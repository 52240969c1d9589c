//! End-to-end scoring: normalize, encode, score, aggregate.

use serde::Serialize;
use tracing::{debug, info, instrument};

use crate::{
    config::Settings,
    error::{PipelineError, PipelineResult},
    inference::aggregate::{AggregationPolicy, Verdict},
    models::{Emotion, Manifest, ModelEnsemble, RiskLabel, Task},
    nlp::{TextNormalizer, TfidfVectorizer},
};

/// Final decision for one input text.
#[derive(Debug, Clone, Copy, PartialEq, Serialize)]
pub struct AggregatedResult {
    #[serde(rename = "prediction")]
    pub risk_label: RiskLabel,
    #[serde(rename = "probability")]
    pub risk_probability: f64,
    #[serde(rename = "emotion")]
    pub emotion_label: Emotion,
}

/// Everything loaded at startup. Never mutated after construction.
#[derive(Debug)]
pub struct InferenceContext {
    normalizer: TextNormalizer,
    risk_vectorizer: TfidfVectorizer,
    emotion_vectorizer: TfidfVectorizer,
    ensemble: ModelEnsemble,
    risk_policy: AggregationPolicy,
    emotion_policy: AggregationPolicy,
}

impl InferenceContext {
    /// Wire loaded resources together, checking vocabulary widths against models.
    pub fn new(
        normalizer: TextNormalizer,
        risk_vectorizer: TfidfVectorizer,
        emotion_vectorizer: TfidfVectorizer,
        ensemble: ModelEnsemble,
        risk_threshold: f64,
    ) -> PipelineResult<Self> {
        ensemble.check_dimension(Task::Risk, risk_vectorizer.dimension())?;
        ensemble.check_dimension(Task::Emotion, emotion_vectorizer.dimension())?;
        Ok(Self {
            normalizer,
            risk_vectorizer,
            emotion_vectorizer,
            ensemble,
            risk_policy: AggregationPolicy::mean_threshold(risk_threshold),
            emotion_policy: AggregationPolicy::plurality(),
        })
    }

    /// Load every artifact named by the manifest in `settings.models_dir`.
    pub fn load(settings: &Settings) -> PipelineResult<Self> {
        let manifest = Manifest::load(&settings.models_dir)?;
        let normalizer = TextNormalizer::from_settings(settings)?;
        let risk_vectorizer =
            TfidfVectorizer::load(&settings.models_dir.join(&manifest.risk.vectorizer))?;
        let emotion_vectorizer =
            TfidfVectorizer::load(&settings.models_dir.join(&manifest.emotion.vectorizer))?;
        let ensemble = ModelEnsemble::load(&settings.models_dir, &manifest)?;
        let context = Self::new(
            normalizer,
            risk_vectorizer,
            emotion_vectorizer,
            ensemble,
            settings.risk_threshold,
        )?;
        info!(
            models_dir = %settings.models_dir.display(),
            risk_threshold = settings.risk_threshold,
            "inference context loaded"
        );
        Ok(context)
    }

    pub fn normalizer(&self) -> &TextNormalizer {
        &self.normalizer
    }

    pub fn ensemble(&self) -> &ModelEnsemble {
        &self.ensemble
    }

    pub fn vectorizer(&self, task: Task) -> &TfidfVectorizer {
        match task {
            Task::Risk => &self.risk_vectorizer,
            Task::Emotion => &self.emotion_vectorizer,
        }
    }

    pub fn risk_policy(&self) -> AggregationPolicy {
        self.risk_policy
    }
}

/// Stateless runner over an owned [`InferenceContext`]; share it behind an `Arc`.
#[derive(Debug)]
pub struct InferencePipeline {
    context: InferenceContext,
}

impl InferencePipeline {
    pub fn new(context: InferenceContext) -> Self {
        Self { context }
    }

    pub fn load(settings: &Settings) -> PipelineResult<Self> {
        InferenceContext::load(settings).map(Self::new)
    }

    pub fn context(&self) -> &InferenceContext {
        &self.context
    }

    /// Score `raw_text`. Either every stage succeeds or a single error is returned.
    #[instrument(skip_all, fields(chars = raw_text.len()))]
    pub fn run(&self, raw_text: &str) -> PipelineResult<AggregatedResult> {
        let ctx = &self.context;
        let normalized = ctx.normalizer.normalize(raw_text);
        debug!(tokens = normalized.split_whitespace().count(), "normalized input");

        let risk_features = ctx.risk_vectorizer.encode(&normalized)?;
        let emotion_features = ctx.emotion_vectorizer.encode(&normalized)?;

        let risk_outputs = ctx.ensemble.score_risk(&risk_features)?;
        let emotion_outputs = ctx.ensemble.score_emotion(&emotion_features)?;

        let (risk_label, risk_probability) =
            match ctx.risk_policy.aggregate(Task::Risk, &risk_outputs)? {
                Verdict::Threshold {
                    positive, accepted, ..
                } => {
                    let label = if accepted {
                        RiskLabel::AtRisk
                    } else {
                        RiskLabel::NotAtRisk
                    };
                    (label, positive)
                }
                other => return Err(unexpected(Task::Risk, other)),
            };

        let emotion_label = match ctx.emotion_policy.aggregate(Task::Emotion, &emotion_outputs)? {
            Verdict::Vote { label, .. } => Emotion::from_index(label).ok_or_else(|| {
                PipelineError::shape(
                    Task::Emotion,
                    "<ensemble>",
                    format!("winning label {label} is outside the taxonomy"),
                )
            })?,
            other => return Err(unexpected(Task::Emotion, other)),
        };

        let result = AggregatedResult {
            risk_label,
            risk_probability,
            emotion_label,
        };
        debug!(?result, "aggregated");
        Ok(result)
    }
}

fn unexpected(task: Task, verdict: Verdict) -> PipelineError {
    PipelineError::shape(
        task,
        "<ensemble>",
        format!("aggregation produced {verdict:?}"),
    )
}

→ **WHAT THIS TASK INVOLVES**
Across the records above, show each line containing the word "InferencePipeline".

→ **EXERCISE RESPONSE**
pub struct InferencePipeline {
impl InferencePipeline {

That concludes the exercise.